Seeing the Cat
"Seeing the cat" is Georgist shorthand for the
"aha!" moment when one starts to see how the
distortions of our current way of treating the rent on
land as mostly private property ripple throughout
society, creating a huge range of social and justice
problems. A lot of things that individually make
no sense, and which popular academic economics theories
fail to explain, fall into place and form a cohesive
whole.
I hope this website will help you have that "aha!"
moment for yourself, and then to share it with
others. When enough of us come to understand the
underpinnings of our current problems, and that there
is a simple and just alternative, we can together set
about creating the society that our founding fathers'
words spoke of.
Louis Post Seeing the
Cat
... There it was, sure enough, just as the crank had
said; and the only reason the rest of us couldn't see it
was that we hadn't got the right angle of view. but now
that I saw the cat, I could see nothing else in the
picture. The poor landscape had disappeared and a fine
looking cat had taken its place. And do you know, I was
never afterwards able, upon looking at that picture, to
see anything in it *but* the cat.
(to which Nic Tideman adds, "In my view, 'the cat' is
the possibility of a world without privilege.)
H.G. Brown: Significant
Paragraphs from Henry George's Progress & Poverty,
Chapter 5: The Basic Cause of Poverty (in the
unabridged:
Book V: The Problem Solved)
In all our long investigation we have been advancing
to this simple truth: That as land is necessary to the
exertion of labor in the production of wealth, to command
the land which is necessary to labor, is to command all
the fruits of labor save enough to enable labor to exist.

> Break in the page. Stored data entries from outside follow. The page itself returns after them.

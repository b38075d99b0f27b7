//! Transport configuration types.

use serde::{Deserialize, Serialize};

#[cfg(any(feature = "tcp", feature = "http"))]
use crate::core::config::env_parse;
#[cfg(feature = "http")]
use crate::core::config::env_flag;

/// Transport configuration options.
#[derive(Debug, Clone, Serialize, Deserialize)]
#[serde(tag = "type", rename_all = "lowercase")]
pub enum TransportConfig {
    /// Standard input/output transport (default for MCP).
    #[cfg(feature = "stdio")]
    Stdio,

    /// TCP socket transport with JSON-RPC messages.
    #[cfg(feature = "tcp")]
    Tcp(TcpConfig),

    /// HTTP transport with JSON-RPC over POST.
    #[cfg(feature = "http")]
    Http(HttpConfig),
}

/// TCP transport configuration.
#[cfg(feature = "tcp")]
#[derive(Debug, Clone, Serialize, Deserialize)]
pub struct TcpConfig {
    /// Port number to listen on.
    pub port: u16,

    /// Host address to bind to.
    #[serde(default = "default_host")]
    pub host: String,
}

/// HTTP transport configuration.
#[cfg(feature = "http")]
#[derive(Debug, Clone, Serialize, Deserialize)]
pub struct HttpConfig {
    /// Port number to listen on.
    pub port: u16,

    /// Host address to bind to.
    #[serde(default = "default_host")]
    pub host: String,

    /// Path for JSON-RPC endpoint.
    #[serde(default = "default_rpc_path")]
    pub rpc_path: String,

    /// Enable CORS for browser clients.
    #[serde(default = "default_cors")]
    pub enable_cors: bool,
}

#[cfg(any(feature = "tcp", feature = "http"))]
fn default_host() -> String {
    "127.0.0.1".to_string()
}

#[cfg(feature = "http")]
fn default_rpc_path() -> String {
    "/mcp".to_string()
}

#[cfg(feature = "http")]
fn default_cors() -> bool {
    true
}

impl Default for TransportConfig {
    fn default() -> Self {
        #[cfg(feature = "stdio")]
        {
            return Self::Stdio;
        }

        #[cfg(all(not(feature = "stdio"), feature = "tcp"))]
        {
            return Self::Tcp(TcpConfig::default());
        }

        #[cfg(all(not(feature = "stdio"), not(feature = "tcp"), feature = "http"))]
        {
            return Self::Http(HttpConfig::default());
        }

        #[cfg(not(any(feature = "stdio", feature = "tcp", feature = "http")))]
        {
            compile_error!("At least one transport feature must be enabled: stdio, tcp, or http");
        }
    }
}

#[cfg(feature = "tcp")]
impl Default for TcpConfig {
    fn default() -> Self {
        Self {
            port: 3000,
            host: default_host(),
        }
    }
}

#[cfg(feature = "http")]
impl Default for HttpConfig {
    fn default() -> Self {
        Self {
            port: 8080,
            host: default_host(),
            rpc_path: default_rpc_path(),
            enable_cors: default_cors(),
        }
    }
}

impl TransportConfig {
    /// Create a TCP transport config.
    #[cfg(feature = "tcp")]
    pub fn tcp(port: u16, host: impl Into<String>) -> Self {
        Self::Tcp(TcpConfig {
            port,
            host: host.into(),
        })
    }

    /// Load transport config from environment variables.
    pub fn from_env() -> Self {
        let transport = std::env::var("MCP_TRANSPORT")
            .unwrap_or_default()
            .to_lowercase();

        match transport.as_str() {
            #[cfg(feature = "tcp")]
            "tcp" => {
                let port = env_parse("MCP_TCP_PORT", 3000u16);
                let host = std::env::var("MCP_TCP_HOST").unwrap_or_else(|_| default_host());
                Self::tcp(port, host)
            }
            #[cfg(feature = "http")]
            "http" => {
                let port = env_parse("MCP_HTTP_PORT", 8080u16);
                let host = std::env::var("MCP_HTTP_HOST").unwrap_or_else(|_| default_host());
                let rpc_path =
                    std::env::var("MCP_HTTP_PATH").unwrap_or_else(|_| default_rpc_path());
                let enable_cors = env_flag("MCP_HTTP_CORS", default_cors());
                Self::Http(HttpConfig {
                    port,
                    host,
                    rpc_path,
                    enable_cors,
                })
            }
            #[cfg(feature = "stdio")]
            _ => Self::Stdio,
            #[cfg(all(not(feature = "stdio"), feature = "tcp"))]
            _ => Self::Tcp(TcpConfig::default()),
            #[cfg(all(not(feature = "stdio"), not(feature = "tcp"), feature = "http"))]
            _ => Self::Http(HttpConfig::default()),
        }
    }

    /// Get a description of this transport for logging.
    pub fn description(&self) -> String {
        match self {
            #[cfg(feature = "stdio")]
            Self::Stdio => "STDIO (standard MCP mode)".to_string(),
            #[cfg(feature = "tcp")]
            Self::Tcp(cfg) => format!("TCP on {}:{}", cfg.host, cfg.port),
            #[cfg(feature = "http")]
            Self::Http(cfg) => format!("HTTP on {}:{}{}", cfg.host, cfg.port, cfg.rpc_path),
        }
    }

    /// Check if this transport is the standard STDIO mode.
    pub fn is_stdio(&self) -> bool {
        #[cfg(feature = "stdio")]
        {
            matches!(self, Self::Stdio)
        }
        #[cfg(not(feature = "stdio"))]
        {
            false
        }
    }
}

We have been advancing as through an enemy's country, in
which every step must be secured, every position
fortified, and every bypath explored; for this simple
truth, in its application to social and political
problems, is hid from the great masses of men partly by
its very simplicity, and in greater part by widespread
fallacies and erroneous habits of thought which lead them
to look in every direction but the right one for an
explanation of the evils which oppress and threaten the
civilized world. And back of these elaborate fallacies
and misleading theories is an active, energetic power, a
power that in every country, be its political forms what
they may, writes laws and molds thought — the power
of a vast and dominant pecuniary interest.
But so simple and so clear is this truth, that to see
it fully once is always to recognize it. There are
pictures which, though looked at again and again, present
only a confused labyrinth of lines or scroll work —
a landscape, trees, or something of the kind —
until once the attention is called to the fact that these
things make up a face or a figure. This relation, once
recognized, is always afterward clear.*
*Hence the expression, current among
adherents of Henry George's proposal: "Do you see the
cat?"
... For land is the habitation of man, the storehouse
upon which he must draw for all his needs, the material
to which his labor must be applied for the supply of all
his desires; for even the products of the sea cannot be
taken, the light of the sun enjoyed, or any of the forces
of nature utilized, without the use of land or its
products. On the land we are born, from it we live, to it
we return again — children of the soil as truly as
is the blade of grass or the flower of the field. Take
away from man all that belongs to land, and he is but a
disembodied spirit. Material progress cannot rid us of
our dependence upon land; it can but add to the power of
producing wealth from land; and hence, when land is
monopolized, it might go on to infinity without
increasing wages or improving the condition of those who
have but their labor. It can but add to the value of land
and the power which its possession gives. Everywhere, in
all times, among all peoples, the possession of land is
the base of aristocracy, the foundation of great
fortunes, the source of power. ... read the whole
chapter
Fred Foldvary: See
the Cat
A man was walking down a shopping street and came to a
store window where there was a big drawing full of lines
and squiggles. A sign by the drawing asked, "Can you see
the picture?"
All the man could see was a chaos of lines going every
which way. He stared at it and tried to make out some
kind of design, but it was all a jumble. Then he saw that
some of the lines formed ears, and whiskers, and a tail.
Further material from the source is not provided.